Despegamos alrededor de las 11 de la mañana pero, tratándose de un vuelo
de conexión -proveniente desde la Ciudad de México, con el día previo
plagado de pendientes, dos horas atorada en Insurgentes y varios
desvelos- en cuanto el avión se estabilizó, me quedé dormida. Pasado un
amasijo de minutos incalculable, desperté. El interior del 747 estaba
oscuro, todos los pasajeros en ventanilla, al igual que yo, la mantenían
cerrada. No estaba pensando en nada, fue más
inercia que consciencia y más suerte que curiosidad: puse el mapa como
quien mira su reloj sin ver la hora. Elegí aquél en el que es posible
visualizar el espacio aéreo en tiempo real y, por ende, se puede
identificar en el mapamundi la zona que el avión sobrevuela al momento.
Nos encontrábamos más al norte de lo esperado, apenas por debajo de El
Estrecho de Bering. De un manotazo urgente y curioso quité la persiana
de la ventanilla: la luz me quemó los ojos. Blanco total. Tuve que
cerrarla de inmediato; no quería molestar a nadie (el avión estaba
atestado de japoneses dormitando). Ha de haber sido como si alguien
tirara una foto con flash en la cara de los más próximos. Me preparé
para un segundo intento mucho más cuidadoso.
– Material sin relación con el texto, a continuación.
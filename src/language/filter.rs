use super::{
    core::{Catalog, WordEntry},
    pool::CharacterPool,
};

/// Words of `catalog`, in definition order, that can be spelled from `pool`.
///
/// With no pool the whole catalog is returned. An empty pool spells nothing.
pub fn filter_words(catalog: &Catalog, pool: Option<&CharacterPool>) -> Vec<WordEntry> {
    match pool {
        None => catalog.words.clone(),
        Some(pool) => catalog
            .words
            .iter()
            .filter(|word| pool.can_spell(&word.script))
            .cloned()
            .collect(),
    }
}

impl Catalog {
    pub fn filter(&self, pool: Option<&CharacterPool>) -> Vec<WordEntry> {
        filter_words(self, pool)
    }
}

#[cfg(test)]
mod tests {
    use super::*;

    fn two_word_catalog() -> Catalog {
        Catalog::from_entries(
            "test",
            vec![
                WordEntry::new("konnichiwa", "こんにちは"),
                WordEntry::new("arigatou", "ありがとう"),
            ],
        )
        .unwrap()
    }

    #[test]
    fn test_no_pool_returns_full_catalog_in_order() {
        let catalog = Catalog::builtin().unwrap();
        assert_eq!(filter_words(catalog, None), catalog.words);
    }

    #[test]
    fn test_konnichiwa_pool_excludes_arigatou() {
        // ありがとう needs あ, が, と and う, none of which are in the pool
        let catalog = two_word_catalog();
        let pool = CharacterPool::new("こんにちはり");

        let words = filter_words(&catalog, Some(&pool));

        assert_eq!(words, vec![WordEntry::new("konnichiwa", "こんにちは")]);
    }

    #[test]
    fn test_konnichiwa_pool_against_builtin() {
        let pool = CharacterPool::new("こんにちはり");
        let words = Catalog::builtin().unwrap().filter(Some(&pool));
        assert_eq!(words, vec![WordEntry::new("konnichiwa", "こんにちは")]);
    }

    #[test]
    fn test_empty_pool_returns_nothing() {
        let pool = CharacterPool::new("");
        assert!(Catalog::builtin().unwrap().filter(Some(&pool)).is_empty());
    }

    #[test]
    fn test_result_keeps_catalog_order() {
        // せ and す are given first but すし comes before せんせい in the catalog
        let pool = CharacterPool::new("せせんいすし");
        let words = Catalog::builtin().unwrap().filter(Some(&pool));
        let romaji: Vec<&str> = words.iter().map(|w| w.romanized.as_str()).collect();
        assert_eq!(romaji, vec!["sushi", "sensei"]);
    }

    #[test]
    fn test_shared_characters_are_not_consumed_across_words() {
        // すし and すいか both need the single す
        let pool = CharacterPool::new("すしいか");
        let words = Catalog::builtin().unwrap().filter(Some(&pool));
        let romaji: Vec<&str> = words.iter().map(|w| w.romanized.as_str()).collect();
        assert_eq!(romaji, vec!["sushi", "suika"]);
    }

    #[test]
    fn test_filter_is_idempotent() {
        let catalog = Catalog::builtin().unwrap();
        let pool = CharacterPool::new("あらしかさみず");
        let first = catalog.filter(Some(&pool));
        let second = catalog.filter(Some(&pool));
        assert_eq!(first, second);
        assert_eq!(pool, CharacterPool::new("あらしかさみず"));
        assert_eq!(catalog.len(), 12);
    }
}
Coloqué la abultada capucha
del abrigo sobre mis hombros, abrí la persiana un poquito y pegué la
cara al vidrio para absorber el impacto de luz. Como diría mi abuela,
“el ojo habanero” por la luz que ardía, por la visión que me quemaba.
Encima del avión había un mar de nubes, infinito hasta el horizonte. Y
debajo, debajo había nieve, picos nevados, ríos que partían bloques de
hielo inmensos, oscuro oleaje. Mucho movimiento y mucha quietud. Ningún
árbol, por ejemplo. En el mar intuí los moluscos que sobreviven a las
temperaturas árticas y los mamíferos gigantes que los devoran. No se
cómo decirlo, era un reino nuevo y a la vez no porque me lo apropié de
inmediato. Como si toda esa soledad solo pudiera ser habitada por mi
existencia. Como si ya la hubiera soñado antes. Ignoro cuanto tiempo
estuve así… el suficiente para llamar la atención de otros pasajeros y
ellos, a su vez, la de la azafata que vino a pedirme con muchísimo tacto
(se lo reconozco) que cerrara la persiana. Ella incluso ofreció dejarme
mirar un rato más en la ventanilla de la parte trasera del avión -en
donde están los servicios- conmovida por mi gesto infantil. Gesto
ególatra; avergonzado al descubrir que la rendija de persiana que abrí
en un principio había crecido demasiado en su insuficiencia. Ya no
quise. Me dieron ganas de llorar. Pensé en ti y me volví a dormir.